Unexpected Technical Problems

Vermont Technical College in Randolph Center, Vermont, mistakenly posted every student’s Social Security number on the Internet for almost two years, college officials said.

The social security numbers were posted along with students’ names, addresses, SAT scores and ethnicities. The aforementioned information was removed last week, and there is no indication that identity thieves downloaded the information, officials said.

The 2003 information was publicly posted in January 2004 when the college’s coordinator of tutoring services tried to direct it to a secure computer drive but inadvertently sent it to the public website instead, college President Allan Rodgers said. A former student discovered the error last week when he plugged his own name into Google’s search engine.

“We have taken swift steps to secure the information and to remove the data from the Vermont Tech server and from other sources,” Rodgers said on October 12th in an email to students and alumni.

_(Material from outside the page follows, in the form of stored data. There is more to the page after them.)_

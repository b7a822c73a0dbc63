//! Mirrors snapshots into the namespace a deployment runs in.

use std::sync::Arc;

use async_trait::async_trait;
use release_store::{ObjectMeta, ResourceStore, StoreError, TypedStore};
use tracing::{debug, info};

use crate::domain::{ReleaseError, Result, Snapshot};

/// Copies objects a deployment references across namespace boundaries.
#[async_trait]
pub trait SnapshotSyncer: Send + Sync {
    /// Ensure a copy of `snapshot` exists in `namespace`.
    async fn sync_snapshot(&self, snapshot: &Snapshot, namespace: &str) -> Result<()>;
}

/// Syncer writing copies through a [`ResourceStore`].
pub struct StoreSnapshotSyncer {
    store: Arc<dyn ResourceStore>,
}

impl StoreSnapshotSyncer {
    pub fn new(store: Arc<dyn ResourceStore>) -> Self {
        Self { store }
    }
}

#[async_trait]
impl SnapshotSyncer for StoreSnapshotSyncer {
    async fn sync_snapshot(&self, snapshot: &Snapshot, namespace: &str) -> Result<()> {
        if snapshot.metadata.namespace == namespace {
            return Ok(());
        }

        // Identity, versioning and ownership belong to the source object.
        let mut copy = Snapshot {
            metadata: ObjectMeta {
                labels: snapshot.metadata.labels.clone(),
                annotations: snapshot.metadata.annotations.clone(),
                ..ObjectMeta::new(namespace, &snapshot.metadata.name)
            },
            spec: snapshot.spec.clone(),
        };

        match self.store.create(&mut copy).await {
            Ok(()) => {
                info!(snapshot = %snapshot.metadata.key(), target = %namespace, "snapshot synced");
                Ok(())
            }
            Err(StoreError::AlreadyExists { .. }) => {
                debug!(snapshot = %snapshot.metadata.key(), target = %namespace, "snapshot already synced");
                Ok(())
            }
            Err(err) => Err(ReleaseError::SnapshotSync(format!(
                "copying snapshot '{}' into namespace '{}': {}",
                snapshot.metadata.key(),
                namespace,
                err
            ))),
        }
    }
}

#[cfg(test)]
mod tests {
    use super::*;
    use release_store::fakes::{MemoryResourceStore, StoreOperation};
    use release_store::NamespacedName;

    fn snapshot() -> Snapshot {
        let mut snapshot = Snapshot::new("tenant", "snap", "app").with_component("api", "img@sha256:1");
        snapshot.metadata.uid = "source-uid".to_string();
        snapshot.metadata.resource_version = 7;
        snapshot
    }

    #[tokio::test]
    async fn copies_snapshot_into_target() {
        let store = Arc::new(MemoryResourceStore::new());
        let syncer = StoreSnapshotSyncer::new(store.clone());

        syncer.sync_snapshot(&snapshot(), "managed").await.unwrap();

        let copy: Snapshot = store
            .get(&NamespacedName::new("managed", "snap"))
            .await
            .unwrap();
        assert_eq!(copy.spec, snapshot().spec);
        assert_ne!(copy.metadata.uid, "source-uid");
    }

    #[tokio::test]
    async fn existing_copy_is_accepted() {
        let store = Arc::new(MemoryResourceStore::new());
        let syncer = StoreSnapshotSyncer::new(store.clone());

        syncer.sync_snapshot(&snapshot(), "managed").await.unwrap();
        syncer.sync_snapshot(&snapshot(), "managed").await.unwrap();

        assert_eq!(store.count("Snapshot"), 1);
    }

    #[tokio::test]
    async fn same_namespace_is_a_no_op() {
        let store = Arc::new(MemoryResourceStore::new());
        let syncer = StoreSnapshotSyncer::new(store.clone());

        syncer.sync_snapshot(&snapshot(), "tenant").await.unwrap();

        assert_eq!(store.count("Snapshot"), 0);
    }

    #[tokio::test]
    async fn store_failure_is_reported() {
        let store = Arc::new(MemoryResourceStore::new());
        store.fail_next(
            StoreOperation::Create,
            "Snapshot",
            StoreError::Unavailable("timeout".to_string()),
        );
        let syncer = StoreSnapshotSyncer::new(store.clone());

        let err = syncer.sync_snapshot(&snapshot(), "managed").await.unwrap_err();
        assert!(matches!(err, ReleaseError::SnapshotSync(_)));
    }
}
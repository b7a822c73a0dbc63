//! Release routing: plans in the source namespace, admissions in the target.

use release_store::ObjectMeta;
use serde::{Deserialize, Serialize};

/// Opt-out label on a ReleasePlanAdmission. Only the value `false` disables it.
pub const AUTO_RELEASE_LABEL: &str = "release.orchestrator.io/auto-release";

/// Indexed field holding an admission's origin namespace.
pub const ORIGIN_FIELD: &str = "spec.origin";

/// Routes an application from its namespace to a target namespace.
#[derive(Debug, Clone, Serialize, Deserialize, PartialEq)]
pub struct ReleasePlan {
    pub metadata: ObjectMeta,
    pub spec: ReleasePlanSpec,
}

#[derive(Debug, Clone, Serialize, Deserialize, PartialEq)]
#[serde(rename_all = "camelCase")]
pub struct ReleasePlanSpec {
    pub application: String,
    /// Target namespace.
    pub target: String,
}

impl ReleasePlan {
    pub fn new(
        namespace: impl Into<String>,
        name: impl Into<String>,
        application: impl Into<String>,
        target: impl Into<String>,
    ) -> Self {
        Self {
            metadata: ObjectMeta::new(namespace, name),
            spec: ReleasePlanSpec {
                application: application.into(),
                target: target.into(),
            },
        }
    }
}

/// Target-side acceptance of releases for one application.
#[derive(Debug, Clone, Serialize, Deserialize, PartialEq)]
pub struct ReleasePlanAdmission {
    pub metadata: ObjectMeta,
    pub spec: ReleasePlanAdmissionSpec,
}

#[derive(Debug, Clone, Serialize, Deserialize, PartialEq)]
#[serde(rename_all = "camelCase")]
pub struct ReleasePlanAdmissionSpec {
    pub application: String,
    /// Namespace releases are accepted from.
    pub origin: String,
    /// Environment to deploy into once released, if any.
    #[serde(default, skip_serializing_if = "Option::is_none")]
    pub environment: Option<String>,
    /// ReleaseStrategy name, in the admission's namespace.
    #[serde(default)]
    pub release_strategy: String,
}

impl ReleasePlanAdmission {
    pub fn new(
        namespace: impl Into<String>,
        name: impl Into<String>,
        application: impl Into<String>,
        origin: impl Into<String>,
        release_strategy: impl Into<String>,
    ) -> Self {
        Self {
            metadata: ObjectMeta::new(namespace, name),
            spec: ReleasePlanAdmissionSpec {
                application: application.into(),
                origin: origin.into(),
                environment: None,
                release_strategy: release_strategy.into(),
            },
        }
    }

    pub fn with_environment(mut self, environment: impl Into<String>) -> Self {
        self.spec.environment = Some(environment.into());
        self
    }

    pub fn with_auto_release(mut self, value: impl Into<String>) -> Self {
        self.metadata
            .labels
            .insert(AUTO_RELEASE_LABEL.to_string(), value.into());
        self
    }

    /// Opted out only when the label is explicitly `false`.
    pub fn auto_release_disabled(&self) -> bool {
        self.metadata.label(AUTO_RELEASE_LABEL) == Some("false")
    }
}

#[cfg(test)]
mod tests {
    use super::*;

    fn admission() -> ReleasePlanAdmission {
        ReleasePlanAdmission::new("managed", "rpa", "app", "tenant", "strategy")
    }

    #[test]
    fn auto_release_defaults_to_enabled() {
        assert!(!admission().auto_release_disabled());
        assert!(!admission().with_auto_release("true").auto_release_disabled());
        assert!(!admission().with_auto_release("no").auto_release_disabled());
    }

    #[test]
    fn auto_release_false_disables() {
        assert!(admission().with_auto_release("false").auto_release_disabled());
    }

    #[test]
    fn environment_is_optional_on_the_wire() {
        let json = serde_json::to_value(admission()).unwrap();
        assert!(json["spec"].get("environment").is_none());
        assert_eq!(json["spec"]["releaseStrategy"], "strategy");

        let with_env = serde_json::to_value(admission().with_environment("prod")).unwrap();
        assert_eq!(with_env["spec"]["environment"], "prod");
    }
}
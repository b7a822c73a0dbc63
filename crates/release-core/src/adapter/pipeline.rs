//! Release pipeline run: admission gating, creation and tracking.

use chrono::Utc;
use release_store::{NamespacedName, TypedStore};
use tracing::debug;

use super::ReleaseAdapter;
use crate::domain::{
    EnterpriseContractPolicy, PipelineRun, ReleaseError, ReleasePlanAdmission, ReleaseReason,
    ReleaseStrategy, Result, Snapshot,
};
use crate::metrics::METRICS;
use crate::obs;
use crate::operation::OperationResult;
use crate::pipeline_run_builder::{ReleasePipelineRunBuilder, RELEASE_PIPELINE_RUN_PREFIX};

impl ReleaseAdapter {
    /// Stop the chain when the admission is ambiguous or opted out.
    ///
    /// Any other resolution failure continues, so later operations can report
    /// it with a more specific reason.
    pub async fn ensure_admission_enabled(&mut self) -> OperationResult {
        let err = match self.get_active_admission().await {
            Err(err) if err.is_admission_rejection() => err,
            _ => return OperationResult::continue_processing(),
        };

        let reason = match err {
            ReleaseError::AutoReleaseDisabled { .. } => ReleaseReason::TargetDisabledError,
            _ => ReleaseReason::ReleaseValidationError,
        };
        OperationResult::requeue_on_error_or_stop(self.mark_release_invalid(reason, &err).await)
    }

    /// Create the release pipeline run unless one is already labelled for
    /// this Release, then record it in status and mark the Release running.
    ///
    /// A Release that already reached a terminal state is left alone, even
    /// when it was rejected before any run existed and the missing object
    /// has since appeared.
    pub async fn ensure_pipeline_run_exists(&mut self) -> OperationResult {
        if self.release.is_done() {
            return OperationResult::continue_processing();
        }

        let existing = match self.get_release_pipeline_run().await {
            Ok(existing) => existing,
            Err(err) => return OperationResult::requeue_on_error(err),
        };

        let (pipeline_run, strategy) = match existing {
            Some(_) if self.release.status.release_pipeline_run.is_some() => {
                return OperationResult::continue_processing();
            }
            Some(pipeline_run) => {
                // Created by a pass that never got to record it.
                let strategy = match self.resolve_strategy().await {
                    Ok(strategy) => strategy,
                    Err(err) if err.is_validation() => {
                        debug!(release = %self.key(), error = %err, "cannot register existing pipeline run");
                        return OperationResult::continue_processing();
                    }
                    Err(err) => return OperationResult::requeue_on_error(err),
                };
                (pipeline_run, strategy)
            }
            None => {
                let admission = match self.get_active_admission().await {
                    Ok(admission) => admission,
                    Err(err) => {
                        return self
                            .reject_or_requeue(ReleaseReason::ReleasePlanValidationError, err)
                            .await
                    }
                };
                let strategy = match self.get_release_strategy(&admission).await {
                    Ok(strategy) => strategy,
                    Err(err) => {
                        return self
                            .reject_or_requeue(ReleaseReason::ReleaseValidationError, err)
                            .await
                    }
                };
                let policy = match self.get_enterprise_contract_policy(&strategy).await {
                    Ok(policy) => policy,
                    Err(err) => {
                        return self
                            .reject_or_requeue(ReleaseReason::ReleaseValidationError, err)
                            .await
                    }
                };
                let snapshot = match self.get_snapshot().await {
                    Ok(snapshot) => snapshot,
                    Err(err) => {
                        return self
                            .reject_or_requeue(ReleaseReason::ReleaseValidationError, err)
                            .await
                    }
                };

                match self
                    .create_release_pipeline_run(&strategy, &policy, &snapshot)
                    .await
                {
                    Ok(pipeline_run) => (pipeline_run, strategy),
                    Err(err) => return OperationResult::requeue_on_error(err),
                }
            }
        };

        OperationResult::requeue_on_error_or_continue(
            self.register_release_status_data(&pipeline_run, &strategy)
                .await,
        )
    }

    /// Project a finished pipeline run onto the Release.
    pub async fn ensure_pipeline_run_tracked(&mut self) -> OperationResult {
        if !self.release.has_started() || self.release.is_done() {
            return OperationResult::continue_processing();
        }

        match self.get_release_pipeline_run().await {
            Ok(Some(pipeline_run)) => OperationResult::requeue_on_error_or_continue(
                self.register_release_pipeline_run_status(&pipeline_run)
                    .await,
            ),
            Ok(None) => OperationResult::continue_processing(),
            Err(err) => OperationResult::requeue_on_error(err),
        }
    }

    async fn resolve_strategy(&self) -> Result<ReleaseStrategy> {
        let admission = self.get_active_admission().await?;
        self.get_release_strategy(&admission).await
    }

    async fn get_release_strategy(&self, admission: &ReleasePlanAdmission) -> Result<ReleaseStrategy> {
        if admission.spec.release_strategy.is_empty() {
            return Err(ReleaseError::MissingStrategyReference {
                admission: admission.metadata.key().to_string(),
            });
        }
        let key = NamespacedName::new(
            &admission.metadata.namespace,
            &admission.spec.release_strategy,
        );
        Ok(self.store.get(&key).await?)
    }

    async fn get_enterprise_contract_policy(
        &self,
        strategy: &ReleaseStrategy,
    ) -> Result<EnterpriseContractPolicy> {
        let key = NamespacedName::new(&strategy.metadata.namespace, &strategy.spec.policy);
        Ok(self.store.get(&key).await?)
    }

    async fn create_release_pipeline_run(
        &self,
        strategy: &ReleaseStrategy,
        policy: &EnterpriseContractPolicy,
        snapshot: &Snapshot,
    ) -> Result<PipelineRun> {
        let mut pipeline_run =
            ReleasePipelineRunBuilder::new(RELEASE_PIPELINE_RUN_PREFIX, &strategy.metadata.namespace)
                .with_owner(&self.release)
                .with_release_and_application_metadata(&self.release, &snapshot.spec.application)
                .with_release_strategy(strategy)
                .with_enterprise_contract_policy(policy)?
                .with_snapshot(snapshot)?
                .build();

        self.store.create(&mut pipeline_run).await?;

        METRICS.inc_pipeline_runs_created();
        obs::emit_pipeline_run_created(&self.key(), &pipeline_run.metadata.key());
        Ok(pipeline_run)
    }

    async fn register_release_status_data(
        &mut self,
        pipeline_run: &PipelineRun,
        strategy: &ReleaseStrategy,
    ) -> Result<()> {
        let pipeline_run_ref = pipeline_run.metadata.key().to_string();
        let strategy_ref = strategy.metadata.key().to_string();
        let target = pipeline_run.metadata.namespace.clone();

        self.patch_release_status(move |release| {
            release.status.release_pipeline_run = Some(pipeline_run_ref);
            release.status.release_strategy = Some(strategy_ref);
            release.status.target = Some(target);
            release.mark_running();
        })
        .await
    }

    async fn register_release_pipeline_run_status(&mut self, pipeline_run: &PipelineRun) -> Result<()> {
        let condition = match pipeline_run.succeeded_condition() {
            Some(condition) if !condition.is_unknown() => condition.clone(),
            _ => return Ok(()),
        };
        let succeeded = condition.is_true();

        self.patch_release_status(move |release| {
            release.status.completion_time = Some(Utc::now());
            if succeeded {
                release.mark_succeeded();
            } else {
                release.mark_failed(ReleaseReason::PipelineFailed, condition.message);
            }
        })
        .await?;

        obs::emit_release_completed(&self.key(), succeeded);
        Ok(())
    }
}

President Rodgers assured everyone that all employees, including the one who made the posting error, would get more training on computer security.

Such technological mishaps suggest that heightened technical proficiency creates heightened potential for misuse of information. Computer hacking and the distribution of information (made possible by the instantaneous and hassle-free nature of information exchange via computers) has become a huge problem.

The state of Massachusetts recently changed its laws regarding drivers’ licenses: residents of Massachusetts are no longer allowed to use their social security number as their Massachusetts Drivers License Number. Citizens who previously chose to use their SSN for this purpose must purchase updated licenses with a newly issued Drivers License Number. A statement from the Massachusetts Registry of Motor Vehicles explained that the procedure is to protect the identity and security of citizens.

Such precautionary procedures suggests that UVM should change its current policy of using student social security numbers to gain access to a variety of on-campus tools. Students use SSNs to check books out at the library, to sign onto the registrar’s homepage, to use the gym or check out a movie when they’ve misplaced their student IDs.

This is a problem because of the high probability of security breaches implicit with using such a significant piece of information for seemingly inconsequential tasks.